Vigny, Serv. et grand. milit.,1835, p. 186.
Rem. Génie, dans cet emploi, connote souvent l'idée du surhumain, d'un destin tragique ou dramatique (v. supra ex. de Cocteau). M. Tournier (Le Vent Paraclet, Paris, Gallimard, 1977, pp. 296-297) note, à ce propos : ,,Jean Cocteau (...) voulait que l'idée de génie fût humanisée, dédramatisée, replacée au niveau de tous les jours. « J'aime beaucoup, écrit-il [dans Le Foyer des artistes 1957], la façon désinvolte avec laquelle Stendhal emploie le mot génie. Il trouve du génie à une femme qui monte en voiture, à une femme qui sait sourire, à un joueur de cartes qui laisse gagner son adversaire. » Après Stendhal, on s'est fait une tout autre idée du génie. On l'a confisqué à tout un chacun pour l'accumuler sur la tête de quelques privilégiés qui s'appelaient Beethoven, Balzac, Victor Hugo, Wagner. Ces phares se dressaient au-dessus d'une foule stupide, stérile, antigéniale, le fameux « bourgeois » de Flaubert. Vision malheureuse, navrante et de surcroît mensongère. (...) tout le monde a du génie, lequel n'est pas un énorme et solitaire diamant, mais une poussière scintillante pulvérisée sur tous les hommes. C'est la chose la plus naturelle, la plus quotidienne``.
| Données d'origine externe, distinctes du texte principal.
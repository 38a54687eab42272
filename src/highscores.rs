//! High score leaderboard
//!
//! Entries are kept in submission order, the order they are stored in.
//! Display order is by descending score, with ties keeping stored order.
//! Nothing is ever deduplicated or trimmed.

use serde::{Deserialize, Serialize};

use crate::error::LeaderboardError;

/// A single leaderboard entry
#[derive(Debug, Clone, PartialEq, Eq, Serialize, Deserialize)]
pub struct LeaderboardEntry {
    pub name: String,
    pub score: u64,
}

impl LeaderboardEntry {
    /// Validate and build an entry. The name is trimmed and must not be empty.
    pub fn new(name: &str, score: u64) -> Result<Self, LeaderboardError> {
        let name = name.trim();
        if name.is_empty() {
            return Err(LeaderboardError::EmptyName);
        }
        Ok(Self {
            name: name.to_string(),
            score,
        })
    }
}

/// Leaderboard in stored order
#[derive(Debug, Clone, Default, PartialEq, Eq, Serialize, Deserialize)]
#[serde(transparent)]
pub struct Leaderboard {
    pub entries: Vec<LeaderboardEntry>,
}

impl Leaderboard {
    pub fn new() -> Self {
        Self {
            entries: Vec::new(),
        }
    }

    pub fn from_entries(entries: Vec<LeaderboardEntry>) -> Self {
        Self { entries }
    }

    /// Append in stored order
    pub fn push(&mut self, entry: LeaderboardEntry) {
        self.entries.push(entry);
    }

    /// Entries sorted for display (stable: ties keep stored order)
    pub fn ranked(&self) -> Vec<&LeaderboardEntry> {
        let mut ranked: Vec<&LeaderboardEntry> = self.entries.iter().collect();
        ranked.sort_by(|a, b| b.score.cmp(&a.score));
        ranked
    }

    /// Rank (1-indexed) a new score would get if submitted now.
    /// A new entry lands after existing entries with the same score.
    pub fn potential_rank(&self, score: u64) -> usize {
        self.entries.iter().filter(|e| e.score >= score).count() + 1
    }

    pub fn is_empty(&self) -> bool {
        self.entries.is_empty()
    }

    pub fn len(&self) -> usize {
        self.entries.len()
    }
}

#[cfg(test)]
mod tests {
    use super::*;

    fn entry(name: &str, score: u64) -> LeaderboardEntry {
        LeaderboardEntry::new(name, score).unwrap()
    }

    #[test]
    fn test_empty_name_rejected() {
        assert_eq!(LeaderboardEntry::new("", 10), Err(LeaderboardError::EmptyName));
        assert_eq!(LeaderboardEntry::new("   \t", 10), Err(LeaderboardError::EmptyName));
        assert_eq!(entry("  ada ", 10).name, "ada");
    }

    #[test]
    fn test_ranked_descending_with_stable_ties() {
        let board = Leaderboard::from_entries(vec![
            entry("a", 100),
            entry("b", 300),
            entry("c", 100),
            entry("d", 200),
        ]);
        let names: Vec<&str> = board.ranked().iter().map(|e| e.name.as_str()).collect();
        assert_eq!(names, ["b", "d", "a", "c"]);
        // Stored order untouched
        assert_eq!(board.entries[0].name, "a");
    }

    #[test]
    fn test_duplicates_kept() {
        let mut board = Leaderboard::new();
        board.push(entry("ada", 50));
        board.push(entry("ada", 50));
        assert_eq!(board.len(), 2);
    }

    #[test]
    fn test_potential_rank() {
        let board = Leaderboard::from_entries(vec![entry("a", 100), entry("b", 300)]);
        assert_eq!(board.potential_rank(500), 1);
        assert_eq!(board.potential_rank(300), 2);
        assert_eq!(board.potential_rank(0), 3);
        assert_eq!(Leaderboard::new().potential_rank(0), 1);
    }

    #[test]
    fn test_serializes_as_plain_array() {
        let board = Leaderboard::from_entries(vec![entry("a", 1)]);
        let json = serde_json::to_string(&board).unwrap();
        assert_eq!(json, r#"[{"name":"a","score":1}]"#);
        let back: Leaderboard = serde_json::from_str(&json).unwrap();
        assert_eq!(back, board);
    }
}
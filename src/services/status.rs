//! Loading status per data section.

use serde::{Deserialize, Serialize};
use std::{
    collections::HashMap,
    sync::{Mutex, PoisonError},
};

/// Data section whose loading state is tracked.
#[derive(Debug, Clone, Copy, PartialEq, Eq, Hash, Serialize, Deserialize)]
#[serde(rename_all = "snake_case")]
pub enum Section {
    ExchangeBalances,
    ExchangeSavings,
}

/// Loading state of a section.
#[derive(Debug, Clone, Copy, PartialEq, Eq, Default, Serialize, Deserialize)]
#[serde(rename_all = "snake_case")]
pub enum Status {
    /// Never loaded.
    #[default]
    None,
    /// First load in progress.
    Loading,
    /// Reload of already loaded data in progress.
    Refreshing,
    Loaded,
}

impl Status {
    pub fn is_loading(&self) -> bool {
        matches!(self, Status::Loading | Status::Refreshing)
    }
}

/// Tracks the loading status of every section.
///
/// Only drives progress reporting and the throttling of automatic refreshes.
#[derive(Debug, Default)]
pub struct StatusStore {
    statuses: Mutex<HashMap<Section, Status>>,
}

impl StatusStore {
    pub fn new() -> Self {
        Self::default()
    }

    pub fn status(&self, section: Section) -> Status {
        let statuses = self.statuses.lock().unwrap_or_else(PoisonError::into_inner);
        statuses.get(&section).copied().unwrap_or_default()
    }

    pub fn set_status(&self, section: Section, status: Status) {
        tracing::debug!(section = ?section, status = ?status, "Section status changed");
        let mut statuses = self.statuses.lock().unwrap_or_else(PoisonError::into_inner);
        statuses.insert(section, status);
    }

    pub fn reset_status(&self, section: Section) {
        self.set_status(section, Status::None);
    }

    pub fn is_first_load(&self, section: Section) -> bool {
        self.status(section) == Status::None
    }

    pub fn is_loading(&self, section: Section) -> bool {
        self.status(section).is_loading()
    }

    /// Status to show when a load of `section` starts.
    pub fn loading_status(&self, section: Section) -> Status {
        if self.is_first_load(section) {
            Status::Loading
        } else {
            Status::Refreshing
        }
    }

    /// Whether a fetch of `section` must be skipped.
    ///
    /// Automatic fetches only run on first load; user-initiated ones run
    /// unless a load is already in progress.
    pub fn fetch_disabled(&self, section: Section, user_initiated: bool) -> bool {
        !(self.is_first_load(section) || user_initiated) || self.is_loading(section)
    }
}

#[cfg(test)]
mod tests {
    use super::*;

    #[test]
    fn test_initial_status_is_none() {
        let store = StatusStore::new();
        assert_eq!(store.status(Section::ExchangeBalances), Status::None);
        assert!(store.is_first_load(Section::ExchangeBalances));
        assert_eq!(store.loading_status(Section::ExchangeBalances), Status::Loading);
    }

    #[test]
    fn test_loading_status_after_load() {
        let store = StatusStore::new();
        store.set_status(Section::ExchangeBalances, Status::Loaded);
        assert_eq!(store.loading_status(Section::ExchangeBalances), Status::Refreshing);
        assert_eq!(store.status(Section::ExchangeSavings), Status::None);
    }

    #[test]
    fn test_fetch_disabled_rules() {
        let store = StatusStore::new();
        let section = Section::ExchangeSavings;

        // First load always runs
        assert!(!store.fetch_disabled(section, false));
        assert!(!store.fetch_disabled(section, true));

        // Loaded: only user-initiated refreshes run
        store.set_status(section, Status::Loaded);
        assert!(store.fetch_disabled(section, false));
        assert!(!store.fetch_disabled(section, true));

        // In progress: nothing runs
        store.set_status(section, Status::Refreshing);
        assert!(store.fetch_disabled(section, true));
        assert!(store.fetch_disabled(section, false));
    }

    #[test]
    fn test_reset_status() {
        let store = StatusStore::new();
        store.set_status(Section::ExchangeBalances, Status::Loaded);
        store.reset_status(Section::ExchangeBalances);
        assert!(store.is_first_load(Section::ExchangeBalances));
    }
}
SYNT. Génie humain, génie de l'homme; génie audacieux, aventureux, créateur, entreprenant, exceptionnel, extraordinaire, fougueux, inquiet, inventif, profond, supérieur; empreinte, inspiration, instinct, intuition du génie; productions du génie; profondeur, rayonnement, supériorité du génie; admirer le génie; croire en son génie; être doué de génie, inspiré par le génie; manquer de génie; il y a du génie dans (qqc., qqn).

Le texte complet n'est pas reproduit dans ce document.